Straitened times call for difficult choices. In that context, the UK government’s proposed funding for R&D, laid out in its spending plans in mid-June, was about as good as it was going to get. Budgets will rise over the next five years, reaching a record £22.6 billion in 2029–30, but those rises are likely to be eaten up by inflation and essentially what we’re seeing is a flat cash settlement.
There was one significant lacuna though: universities received barely a mention. The chancellor Rachel Reeves had warm words for the country’s universities in her spending review address to the House of Commons, describing them as ‘world-leading’, and stating that the country is ‘proud of them’. But that was it. Nothing about addressing the financial black hole many institutions find themselves in. This is a huge worry for the sector as it battles a perfect storm of Covid, rising energy costs, inflation, falling international student numbers and stagnant tuition fee levels.

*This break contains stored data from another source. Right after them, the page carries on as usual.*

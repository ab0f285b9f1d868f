//! Link creation with obstruction handling.
//!
//! Whatever already sits at a link path is either deleted (an empty or
//! `.stfs`-only directory) or renamed aside to `<name>.N`, so existing data
//! is never destroyed.

use std::collections::BTreeSet;
use std::fs;
use std::path::PathBuf;

use sharelink_core::{events, DesiredLink};

use crate::action::LinkAction;
use crate::error::io_err;
use crate::fsops::{self, DirOutcome};

/// Create every link in `desired`, clearing obstructions first.
///
/// Failures are logged and recorded; the remaining entries are still
/// processed. With `dry_run` nothing is touched; see `preview_links`.
pub fn create_links(desired: &[DesiredLink], dry_run: bool) -> Vec<LinkAction> {
    if dry_run {
        return preview_links(desired, &BTreeSet::new());
    }

    let mut actions = Vec::new();
    for entry in desired {
        clear_obstruction(entry, &mut actions);
        actions.push(create_one(entry));
    }

    actions
}

/// Report what [`create_links`] would do, obstruction handling included.
///
/// Paths in `gone` are treated as already deleted by the remove phase.
pub(crate) fn preview_links(desired: &[DesiredLink], gone: &BTreeSet<PathBuf>) -> Vec<LinkAction> {
    let mut actions = Vec::new();

    for entry in desired {
        let path = entry.link();
        if !gone.contains(path) && fs::symlink_metadata(path).is_ok() {
            let cleared = match fsops::preview_dir(path, gone) {
                DirOutcome::Deleted => LinkAction::WouldPrune {
                    dir: path.to_path_buf(),
                },
                DirOutcome::Purged => LinkAction::WouldPurge {
                    dir: path.to_path_buf(),
                },
                DirOutcome::Kept | DirOutcome::Failed => match fsops::unique_name(path) {
                    Ok(to) => LinkAction::WouldRenameAside {
                        from: path.to_path_buf(),
                        to,
                    },
                    Err(err) => LinkAction::RenameFailed {
                        path: path.to_path_buf(),
                        reason: err.to_string(),
                    },
                },
            };
            tracing::info!("[dry-run] {}: {}", cleared.label(), path.display());
            actions.push(cleared);
        }

        tracing::info!("[dry-run] would link: {entry}");
        actions.push(LinkAction::WouldCreate {
            link: path.to_path_buf(),
            target: entry.target().to_path_buf(),
        });
    }

    actions
}

fn clear_obstruction(entry: &DesiredLink, actions: &mut Vec<LinkAction>) {
    let path = entry.link();
    if fs::symlink_metadata(path).is_err() {
        return;
    }

    match fsops::delete_empty_dir(path) {
        DirOutcome::Deleted => actions.push(LinkAction::Pruned {
            dir: path.to_path_buf(),
        }),
        DirOutcome::Purged => actions.push(LinkAction::Purged {
            dir: path.to_path_buf(),
        }),
        DirOutcome::Kept | DirOutcome::Failed => match fsops::rename_unique(path) {
            Ok(to) => {
                tracing::warn!(
                    code = events::CREATE_RENAMED,
                    from = %path.display(),
                    to = %to.display(),
                    "renamed existing entry out of the way"
                );
                actions.push(LinkAction::RenamedAside {
                    from: path.to_path_buf(),
                    to,
                });
            }
            Err(err) => {
                tracing::warn!(
                    code = events::CREATE_RENAME_FAILED,
                    path = %path.display(),
                    error = %err,
                    "unable to rename existing entry"
                );
                actions.push(LinkAction::RenameFailed {
                    path: path.to_path_buf(),
                    reason: err.to_string(),
                });
            }
        },
    }
}

fn create_one(entry: &DesiredLink) -> LinkAction {
    let failed = |reason: String| LinkAction::CreateFailed {
        link: entry.link().to_path_buf(),
        target: entry.target().to_path_buf(),
        reason,
    };

    if let Some(parent) = entry.link().parent() {
        if let Err(err) = fs::create_dir_all(parent).map_err(|e| io_err(parent, e)) {
            tracing::warn!(
                code = events::CREATE_PARENT_FAILED,
                link = %entry.link().display(),
                error = %err,
                "unable to create parent directory"
            );
            return failed(err.to_string());
        }
    }

    match fsops::create_dir_link(entry.target(), entry.link()) {
        Ok(()) => {
            tracing::info!(
                code = events::CREATE_LINKED,
                link = %entry.link().display(),
                target = %entry.target().display(),
                "linked"
            );
            LinkAction::Created {
                link: entry.link().to_path_buf(),
                target: entry.target().to_path_buf(),
            }
        }
        Err(err) => {
            tracing::warn!(
                code = events::CREATE_FAILED,
                link = %entry.link().display(),
                target = %entry.target().display(),
                error = %err,
                "unable to link"
            );
            failed(err.to_string())
        }
    }
}
//! Domain types for share link reconciliation.
//!
//! All path fields use `PathBuf`; folder paths from the catalog stay `String`
//! until the resolver joins them onto a home directory.

use std::fmt;
use std::path::{Path, PathBuf};

use serde::{Deserialize, Serialize};

// ---------------------------------------------------------------------------
// Newtypes
// ---------------------------------------------------------------------------

/// A strongly-typed account identifier.
#[derive(Debug, Clone, PartialEq, Eq, Hash, Serialize, Deserialize)]
pub struct AccountId(pub String);

impl fmt::Display for AccountId {
    fn fmt(&self, f: &mut fmt::Formatter<'_>) -> fmt::Result {
        self.0.fmt(f)
    }
}

impl From<String> for AccountId {
    fn from(s: String) -> Self {
        Self(s)
    }
}

impl From<&str> for AccountId {
    fn from(s: &str) -> Self {
        Self(s.to_owned())
    }
}

/// A strongly-typed application identifier.
#[derive(Debug, Clone, PartialEq, Eq, Hash, Serialize, Deserialize)]
pub struct ApplicationId(pub String);

impl fmt::Display for ApplicationId {
    fn fmt(&self, f: &mut fmt::Formatter<'_>) -> fmt::Result {
        self.0.fmt(f)
    }
}

impl From<String> for ApplicationId {
    fn from(s: String) -> Self {
        Self(s)
    }
}

impl From<&str> for ApplicationId {
    fn from(s: &str) -> Self {
        Self(s.to_owned())
    }
}

// ---------------------------------------------------------------------------
// Metadata
// ---------------------------------------------------------------------------

/// An application; its free-text notes may carry a `share=` directive.
#[derive(Debug, Clone, PartialEq, Eq, Serialize, Deserialize)]
pub struct Application {
    pub id: ApplicationId,
    #[serde(default, skip_serializing_if = "Option::is_none")]
    pub name: Option<String>,
    #[serde(default)]
    pub notes: String,
}

/// An account's subscription to an application, delivered into `folder`.
#[derive(Debug, Clone, PartialEq, Eq, Serialize, Deserialize)]
pub struct Subscription {
    pub account: AccountId,
    pub application: ApplicationId,
    /// Folder path as written in the metadata, relative to the account home
    /// even when it starts with `/`.
    pub folder: String,
}

// ---------------------------------------------------------------------------
// Desired state
// ---------------------------------------------------------------------------

/// A symbolic link that should exist: `link -> target`.
#[derive(Debug, Clone, PartialEq, Eq, Hash, Serialize)]
pub struct DesiredLink {
    link: PathBuf,
    target: PathBuf,
}

impl DesiredLink {
    pub fn new(link: impl Into<PathBuf>, target: impl Into<PathBuf>) -> Self {
        Self {
            link: link.into(),
            target: target.into(),
        }
    }

    /// Absolute path of the link inside the account home.
    pub fn link(&self) -> &Path {
        &self.link
    }

    /// Absolute path the link should point at.
    pub fn target(&self) -> &Path {
        &self.target
    }
}

impl fmt::Display for DesiredLink {
    fn fmt(&self, f: &mut fmt::Formatter<'_>) -> fmt::Result {
        write!(f, "{} -> {}", self.link.display(), self.target.display())
    }
}

// ---------------------------------------------------------------------------
// Tests
// ---------------------------------------------------------------------------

This leaves the institutions where much of the country’s R&D takes place still waiting and hoping for some good news in future government announcements. These include the industrial strategy that is set to recognise universities as central to R&D activity, and which is imminent as Chemistry World goes to press. A review of post-16 education is expected shortly too, and new decisions on tuition fees should be coming further down the line. However, there’s unlikely to be any cash injection for universities in the short term to relieve the pressure many are currently under. This could mean more cuts to programmes at institutions and further job losses.
We have already seen how cost-cutting at universities has affected chemistry, with course closures and several chemistry departments shutting. In the next issue, we’ll be highlighting how some of those closures are already making it harder for students across the UK to study chemistry, particularly those living outside of its populous urban areas.
You can be sure that university leaders and groups are already lobbying the government hard on behalf of higher education. The government now needs to listen. Research has frequently shown that money used to fund universities is returned to the economy with interest – one report found it returns this investment 14-fold. If the government is pinning its hopes for economic growth on innovation then it must back universities to help deliver this.